Karin Blak
Jul 14 · 9 min read
The flooded Platt in June 2019

As we glide through the Rocky Mountains on the Amtrak California Zephyr heading for Chicago, I realise how fortunate I am to bear witness to a view of North America that is only available to those travelling by train. This is a view that is at the same time magnificent and terrible, awe inspiring yet desperately sad.

We travel through beautiful, hidden areas, the black and red rocks of the Rockies with its wilderness of plants and animals that have lived together for millions of years. From the viewing car, phones and cameras snap and click at the scenery. I join in but soon realise that I simply cannot fit the vastness and beauty into a picture.

As night falls the atmosphere in the viewing car begins to change with the drama of the mountains gradually smoothing out into the lowlands.

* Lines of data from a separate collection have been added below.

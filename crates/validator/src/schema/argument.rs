//! Resolvable arguments
//!
//! On the wire an argument is any JSON value. Two string forms are reserved:
//! `"$value"` is the current target and `"$.some.path"` is an absolute path
//! into the root data. Everything else is a literal.

use serde::{Deserialize, Serialize};
use serde_json::Value;

use crate::path;

/// Wire form of [`ArgumentSpec::Target`].
pub const TARGET_TOKEN: &str = "$value";

/// Prefix of [`ArgumentSpec::Path`] on the wire.
pub const PATH_PREFIX: &str = "$.";

/// One argument of a resolvable call.
#[derive(Debug, Clone, PartialEq, Serialize, Deserialize)]
#[serde(from = "Value", into = "Value")]
pub enum ArgumentSpec {
    /// Passed through unchanged, including nested containers.
    Literal(Value),
    /// The value at the node currently being validated.
    Target,
    /// The value at an absolute dotted path in the root data.
    Path(String),
}

impl ArgumentSpec {
    pub fn literal(value: impl Into<Value>) -> Self {
        Self::Literal(value.into())
    }

    #[must_use]
    pub fn target() -> Self {
        Self::Target
    }

    pub fn path(path: impl Into<String>) -> Self {
        Self::Path(path.into())
    }

    /// Resolves against `root`, with `target` the path of the node under
    /// validation. `None` means missing.
    pub fn resolve<'a>(&'a self, root: &'a Value, target: &str) -> Option<&'a Value> {
        match self {
            Self::Literal(value) => Some(value),
            Self::Target => path::get(root, target),
            Self::Path(p) => path::get(root, p),
        }
    }
}

impl From<Value> for ArgumentSpec {
    fn from(value: Value) -> Self {
        match value {
            Value::String(s) if s == TARGET_TOKEN => Self::Target,
            Value::String(s) if s.starts_with(PATH_PREFIX) => {
                Self::Path(s[PATH_PREFIX.len()..].to_string())
            }
            other => Self::Literal(other),
        }
    }
}

impl From<ArgumentSpec> for Value {
    fn from(arg: ArgumentSpec) -> Self {
        match arg {
            ArgumentSpec::Literal(value) => value,
            ArgumentSpec::Target => Value::String(TARGET_TOKEN.to_string()),
            ArgumentSpec::Path(p) => Value::String(format!("{PATH_PREFIX}{p}")),
        }
    }
}

impl From<&str> for ArgumentSpec {
    fn from(s: &str) -> Self {
        Value::from(s).into()
    }
}

impl From<String> for ArgumentSpec {
    fn from(s: String) -> Self {
        Value::from(s).into()
    }
}

impl From<i32> for ArgumentSpec {
    fn from(n: i32) -> Self {
        Self::Literal(n.into())
    }
}

impl From<i64> for ArgumentSpec {
    fn from(n: i64) -> Self {
        Self::Literal(n.into())
    }
}

impl From<u64> for ArgumentSpec {
    fn from(n: u64) -> Self {
        Self::Literal(n.into())
    }
}

impl From<f64> for ArgumentSpec {
    fn from(n: f64) -> Self {
        Self::Literal(n.into())
    }
}

impl From<bool> for ArgumentSpec {
    fn from(b: bool) -> Self {
        Self::Literal(b.into())
    }
}
//! Compiled validation plan
//!
//! The schema is compiled once into [`PlanNode`]s whose resolvables are bound
//! to their registry functions. Unknown function names therefore fail at
//! construction, and evaluation never looks anything up by name.

use std::fmt;

use serde_json::Value;
use tracing::trace;

use crate::error::{ConfigurationError, ValidationErrors, ValidationMessage};
use crate::message::{self, FailureKind};
use crate::path::{self, RuntimeType};
use crate::registry::{self, Context, Function, Resolved};
use crate::schema::{Children, ConstraintNode, DataType, ELEMENT_SEGMENT, Required, Resolvable};

// ============================================================================
// BOUND RESOLVABLE
// ============================================================================

/// A resolvable paired with the function its name refers to.
#[derive(Clone)]
pub(crate) struct Bound {
    spec: Resolvable,
    function: Function,
}

impl Bound {
    fn bind(
        spec: &Resolvable,
        context: &Context,
        schema_path: &str,
    ) -> Result<Self, ConfigurationError> {
        let function = context
            .get(&spec.function)
            .ok_or_else(|| ConfigurationError::UnknownFunction {
                function: spec.function.clone(),
                path: schema_path.to_string(),
            })?;
        Ok(Self {
            spec: spec.clone(),
            function: function.clone(),
        })
    }

    fn evaluate(&self, root: &Value, target: &str) -> Resolved {
        registry::call(&self.function, &self.spec, root, target)
    }
}

impl fmt::Debug for Bound {
    fn fmt(&self, f: &mut fmt::Formatter<'_>) -> fmt::Result {
        f.debug_struct("Bound")
            .field("function", &self.spec.function)
            .field("arguments", &self.spec.arguments)
            .finish()
    }
}

// ============================================================================
// PLAN NODES
// ============================================================================

#[derive(Debug, Clone)]
enum RequiredCheck {
    Always,
    Message(String),
    When(Bound),
}

impl RequiredCheck {
    /// Failure message if the blank value at `path` is required here.
    fn check(&self, path: &str, root: &Value) -> Option<String> {
        match self {
            Self::Always => Some(FailureKind::Required.default_message(path)),
            Self::Message(template) => Some(message::render(template, path).into_owned()),
            Self::When(bound) => {
                let resolved = bound.evaluate(root, path);
                if !resolved.is_truthy() {
                    return None;
                }
                let template = bound.spec.message.as_deref().or_else(|| resolved.as_text());
                Some(message::compose(template, path, FailureKind::Required))
            }
        }
    }
}

#[derive(Debug, Clone)]
enum Shape {
    Leaf,
    Fields(Vec<PlanNode>),
    Element(Box<PlanNode>),
}

#[derive(Debug, Clone)]
pub(crate) struct PlanNode {
    id: String,
    declared: Option<DataType>,
    expected: DataType,
    required: Option<RequiredCheck>,
    rules: Vec<Bound>,
    shape: Shape,
}

/// Compiles sibling nodes; `parent` is their schema path.
pub(crate) fn compile(
    nodes: &[ConstraintNode],
    parent: &str,
    context: &Context,
) -> Result<Vec<PlanNode>, ConfigurationError> {
    nodes
        .iter()
        .map(|node| compile_node(node, &path::join(parent, &node.id), context))
        .collect()
}

fn compile_node(
    node: &ConstraintNode,
    schema_path: &str,
    context: &Context,
) -> Result<PlanNode, ConfigurationError> {
    let expected =
        node.effective_type()
            .ok_or_else(|| ConfigurationError::MissingTypeOrChildren {
                path: schema_path.to_string(),
            })?;

    let required = match &node.required {
        None | Some(Required::Flag(false)) => None,
        Some(Required::Flag(true)) => Some(RequiredCheck::Always),
        Some(Required::Message(template)) => Some(RequiredCheck::Message(template.clone())),
        Some(Required::When(spec)) => {
            Some(RequiredCheck::When(Bound::bind(spec, context, schema_path)?))
        }
    };

    let rules = node
        .validations
        .iter()
        .map(|rule| Bound::bind(rule, context, schema_path))
        .collect::<Result<Vec<_>, _>>()?;

    let shape = match &node.children {
        None => Shape::Leaf,
        Some(Children::Fields(fields)) => Shape::Fields(compile(fields, schema_path, context)?),
        Some(Children::Element(element)) => {
            let element_path = path::join(schema_path, ELEMENT_SEGMENT);
            Shape::Element(Box::new(compile_node(element, &element_path, context)?))
        }
    };

    Ok(PlanNode {
        id: node.id.clone(),
        declared: node.data_type,
        expected,
        required,
        rules,
        shape,
    })
}

// ============================================================================
// EVALUATION
// ============================================================================

impl PlanNode {
    pub(crate) fn id(&self) -> &str {
        &self.id
    }

    /// Validates the value at `path` and its descendants, appending failures
    /// to `into` in declaration order.
    ///
    /// At most one message comes from this node itself. Once it fails, its
    /// children are not visited.
    pub(crate) fn validate(&self, path: &str, root: &Value, into: &mut ValidationErrors) {
        let value = path::get(root, path);

        if let Some(failure) = self.check(path, root, value) {
            into.add(failure);
            return;
        }

        match &self.shape {
            Shape::Element(element) => {
                if let Some(Value::Array(items)) = value {
                    for index in 0..items.len() {
                        element.validate(&path::join(path, index), root, into);
                    }
                }
            }
            Shape::Fields(fields) => {
                for field in fields {
                    field.validate(&path::join(path, &field.id), root, into);
                }
            }
            Shape::Leaf => {}
        }
    }

    /// Type, then required, then rules. First failure wins.
    fn check(&self, path: &str, root: &Value, value: Option<&Value>) -> Option<ValidationMessage> {
        if let Some(actual) = self.type_mismatch(value) {
            // Undeclared types are reported as `object`, element schemas included.
            let kind = FailureKind::TypeMismatch {
                expected: self.declared.unwrap_or(DataType::Object),
                actual,
            };
            return Some(fail(path, kind.default_message(path), kind));
        }

        if path::is_blank(value) {
            return self
                .required
                .as_ref()
                .and_then(|required| required.check(path, root))
                .map(|message| fail(path, message, FailureKind::Required));
        }

        self.rules.iter().find_map(|rule| {
            if rule.evaluate(root, path).is_truthy() {
                return None;
            }
            let kind = FailureKind::Rule {
                function: &rule.spec.function,
            };
            let message = message::compose(rule.spec.message.as_deref(), path, kind);
            Some(fail(path, message, kind))
        })
    }

    /// Runtime type of `value` when it does not satisfy this node.
    fn type_mismatch(&self, value: Option<&Value>) -> Option<RuntimeType> {
        if self.declared == Some(DataType::Any) {
            return None;
        }
        // A missing value is left to `required`.
        value?;

        let actual = RuntimeType::of(value);
        let implied = match (&self.shape, actual) {
            (Shape::Fields(_) | Shape::Element(_), RuntimeType::Object) => true,
            (Shape::Element(_), RuntimeType::Array) => true,
            _ => false,
        };
        if implied || self.expected.accepts(actual) {
            None
        } else {
            Some(actual)
        }
    }
}

fn fail(path: &str, message: String, kind: FailureKind<'_>) -> ValidationMessage {
    trace!(path, kind = kind.code(), message = %message, "constraint failed");
    ValidationMessage::new(path, message)
}
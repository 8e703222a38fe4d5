//! Fluent construction of a [`Validator`].

use crate::error::ConfigurationError;
use crate::registry::{Arguments, Context, Resolved};
use crate::schema::ConstraintNode;

use super::Validator;

/// Collects schema nodes and caller functions, then builds a [`Validator`].
///
/// ```
/// use arbiter_validator::prelude::*;
/// use serde_json::json;
///
/// let validator = Validator::builder()
///     .node(
///         ConstraintNode::new("code")
///             .typed(DataType::String)
///             .rule(Resolvable::new("isUpper").target().with_message("$prop must be upper case")),
///     )
///     .function("isUpper", |args: &Arguments<'_>| {
///         args.str(0).is_some_and(|s| s.chars().all(|c| c.is_ascii_uppercase()))
///     })
///     .build()
///     .unwrap();
///
/// let errors = validator.validate(&json!({"code": "abc"})).unwrap_err();
/// assert_eq!(errors.messages()[0].message, "code must be upper case");
/// ```
#[derive(Debug, Clone, Default)]
pub struct ValidatorBuilder {
    nodes: Vec<ConstraintNode>,
    context: Context,
}

impl ValidatorBuilder {
    #[must_use]
    pub fn new() -> Self {
        Self::default()
    }

    /// Appends a root node.
    #[must_use = "builder methods must be chained or built"]
    pub fn node(mut self, node: ConstraintNode) -> Self {
        self.nodes.push(node);
        self
    }

    /// Appends several root nodes.
    #[must_use = "builder methods must be chained or built"]
    pub fn nodes(mut self, nodes: impl IntoIterator<Item = ConstraintNode>) -> Self {
        self.nodes.extend(nodes);
        self
    }

    /// Registers one caller function.
    #[must_use = "builder methods must be chained or built"]
    pub fn function<F, R>(mut self, name: impl Into<String>, function: F) -> Self
    where
        F: Fn(&Arguments<'_>) -> R + Send + Sync + 'static,
        R: Into<Resolved>,
    {
        self.context.register(name, function);
        self
    }

    /// Overlays a whole registry; its entries win over earlier ones.
    #[must_use = "builder methods must be chained or built"]
    pub fn context(mut self, context: Context) -> Self {
        self.context = self.context.merge(context);
        self
    }

    /// Runs the construction checks.
    pub fn build(self) -> Result<Validator, ConfigurationError> {
        Validator::new(self.nodes, self.context)
    }
}
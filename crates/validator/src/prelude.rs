//! Prelude module for convenient imports.
//!
//! ```rust
//! use arbiter_validator::prelude::*;
//!
//! let node = ConstraintNode::new("age")
//!     .typed(DataType::Number)
//!     .rule(Resolvable::new("minimum").target().arg(18));
//! let validator = Validator::new(vec![node], Context::new()).unwrap();
//! # let _ = validator;
//! ```

pub use crate::engine::{Validator, ValidatorBuilder};
pub use crate::error::{ConfigurationError, ValidationErrors, ValidationMessage};
pub use crate::registry::{Arguments, Context, Resolved};
pub use crate::schema::{ArgumentSpec, Children, ConstraintNode, DataType, Required, Resolvable};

The following day, we wake to a different landscape, the topography flat and far reaching. The boundaried edges of human habitation on first sight look like the British countryside, like home, but on closer inspection this is very different.

All of this, while an amazing experience, is well documented and to some extent exploited, not least by tourism. Amtrak sells itself on vast landscapes and impressive vistas. But there is another side of this stretch of our adventure from Grand Junction to Chicago that has left a deep mark on me. These are memories we take away that no one planned for us to have, that the posters with the faces of happy travelers at the Amtrak stations fail to show: the signs of climate change and the neglected communities of America..

We see dead cows dumped at the edge of a field where the farmer no doubt believed they would go unnoticed. In this far corner of his world, the train track cuts a scar through his fields allowing our mode of transportation, a line of connected metal boxes, to lumber across his property. A dinosaur in the transport history of America. What he forgot is the many faces peering out from behind the tightly sealed windows, witnessing the corpses of his secret.

The houses where the occupants are lucky to have a roof over their heads, or what remains of one. Back yards filled with broken children’s bikes and old rusty cars, a tarpaulin that once covered a valuable item, now ripped and flapping in the breeze. Items that have been abandoned, forgotten or ignored. I wonder if this is how the occupants feel about their lives; abandoned, forgotten and ignored by society. Perhaps this is the America that had hoped to be made great again.

For the populations in the towns we pass through, this metal dinosaur cannot be more than an annoying clatter interfering with the television. I know with time, even this will melt into the noise of everyday life. For some the track may represent a way out, a promise of a greater life somewhere other than here. I hope they succeed, everyone deserves at least one chance in life. For a few the way out could have a different meaning.

At 4.30 am last night I woke to the train screeching on the tracks as it came to a shuddering halt. Soon blue and red flashing lights surrounded the front of the train. The victim was a young woman who in the middle of the night found life too unbearable and stood waiting for this dinosaur to smash her into oblivion. Her way out.

A couple of hours and we were on our way again. With a somber surrealism the Amtrak commuters, met for breakfast. The conversations skirted around the question we couldn’t bear to ask: how do we carry on with our lives, when hers is scattered behind us? The devastation for the train driver and crew were an easier conversation to have. It was removed from our own pain.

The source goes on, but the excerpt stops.